** Opening PROVIDED DATA block **
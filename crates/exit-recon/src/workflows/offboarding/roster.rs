use std::collections::BTreeMap;

use async_trait::async_trait;
use serde::Serialize;
use serde_json::Value;
use tracing::info;

use super::domain::{EmployeeRecord, ValidationError};
use super::upstream::{scalar_text, UpstreamClient, UpstreamError};

const ROSTER_SYSTEM: &str = "roster";
const EMPLOYEE_DATA_KEY: &str = "employee_data";

/// Source of the exiting-employee roster for one batch.
#[async_trait]
pub trait RosterProvider: Send + Sync {
    /// An empty roster is a normal outcome, not an error.
    async fn fetch(&self) -> Result<Vec<EmployeeRecord>, RosterError>;
}

#[derive(Debug, Clone, thiserror::Error)]
pub enum RosterError {
    #[error(transparent)]
    Upstream(#[from] UpstreamError),
    #[error(transparent)]
    Validation(#[from] ValidationError),
}

/// Connection details for the HR roster endpoint.
#[derive(Debug, Clone)]
pub struct RosterSource {
    pub url: String,
    pub api_key: String,
    pub dataset_key: String,
    pub auth_header: Option<String>,
    pub last_modified: String,
}

#[derive(Debug, Serialize)]
struct RosterRequest<'a> {
    api_key: &'a str,
    #[serde(rename = "datasetKey")]
    dataset_key: &'a str,
    last_modified: &'a str,
}

/// Roster provider backed by the HR system's dataset endpoint.
#[derive(Debug, Clone)]
pub struct HttpRosterProvider {
    source: RosterSource,
    client: UpstreamClient,
}

impl HttpRosterProvider {
    pub fn new(source: RosterSource, client: UpstreamClient) -> Self {
        Self { source, client }
    }

    fn headers(&self) -> BTreeMap<String, String> {
        let mut headers = BTreeMap::new();
        if let Some(auth) = &self.source.auth_header {
            headers.insert("Authorization".to_string(), auth.clone());
        }
        headers
    }
}

#[async_trait]
impl RosterProvider for HttpRosterProvider {
    async fn fetch(&self) -> Result<Vec<EmployeeRecord>, RosterError> {
        let request = RosterRequest {
            api_key: &self.source.api_key,
            dataset_key: &self.source.dataset_key,
            last_modified: &self.source.last_modified,
        };

        let response = self
            .client
            .post_json(ROSTER_SYSTEM, &self.source.url, &self.headers(), &request)
            .await?;

        let roster = parse_roster(&response)?;
        info!(employees = roster.len(), "fetched exiting employee roster");
        Ok(roster)
    }
}

/// Decode the roster payload `{employee_data: [...]}`.
pub(crate) fn parse_roster(response: &Value) -> Result<Vec<EmployeeRecord>, RosterError> {
    let entries = response
        .get(EMPLOYEE_DATA_KEY)
        .ok_or_else(|| UpstreamError::MissingKey {
            system: ROSTER_SYSTEM.to_string(),
            key: EMPLOYEE_DATA_KEY.to_string(),
        })?
        .as_array()
        .ok_or_else(|| UpstreamError::MalformedKey {
            system: ROSTER_SYSTEM.to_string(),
            key: EMPLOYEE_DATA_KEY.to_string(),
            expected: "list",
        })?;

    entries
        .iter()
        .enumerate()
        .map(|(index, entry)| parse_employee(index, entry))
        .collect()
}

fn parse_employee(index: usize, entry: &Value) -> Result<EmployeeRecord, RosterError> {
    let text = |key: &str| {
        entry
            .get(key)
            .and_then(scalar_text)
            .map(|value| value.trim().to_string())
            .filter(|value| !value.is_empty())
    };

    let id = text("employee_id").ok_or(ValidationError::RosterField {
        index,
        field: "employee_id",
    })?;
    let company_email = text("company_email_id").ok_or(ValidationError::RosterField {
        index,
        field: "company_email_id",
    })?;
    let full_name = text("full_name").unwrap_or_else(|| "Unknown".to_string());

    Ok(EmployeeRecord {
        id,
        full_name,
        company_email,
    })
}
//! One adapter per downstream system, built from a declarative [`SystemDescriptor`].

mod batched;
mod descriptor;
mod per_employee;

use std::fmt::Debug;
use std::sync::Arc;

use async_trait::async_trait;

use super::domain::{EmployeeRecord, SystemStatusEntry};
use super::upstream::{UpstreamClient, UpstreamError};

use batched::BatchedAdapter;
pub use descriptor::{RequestShape, SystemDescriptor};
use per_employee::PerEmployeeAdapter;

/// Translates the roster into one system's request and that system's response back into
/// raw status entries. Employees the system does not mention are simply absent.
#[async_trait]
pub trait SystemAdapter: Send + Sync + Debug {
    fn descriptor(&self) -> &SystemDescriptor;

    async fn fetch_statuses(
        &self,
        roster: &[EmployeeRecord],
    ) -> Result<Vec<SystemStatusEntry>, UpstreamError>;
}

/// Build the adapter variant matching the descriptor's request shape.
pub fn adapter_for(descriptor: SystemDescriptor, client: UpstreamClient) -> Arc<dyn SystemAdapter> {
    match descriptor.request.clone() {
        RequestShape::PerEmployee { service_key } => {
            Arc::new(PerEmployeeAdapter::new(descriptor, client, service_key))
        }
        RequestShape::Batched {
            result_key,
            envelope,
        } => Arc::new(BatchedAdapter::new(descriptor, client, result_key, envelope)),
    }
}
** Closing PROVIDED DATA block **
The lines to copy are those in the listing that contain "endpoint".

/// Connection details for the HR roster endpoint.
/// Roster provider backed by the HR system's dataset endpoint.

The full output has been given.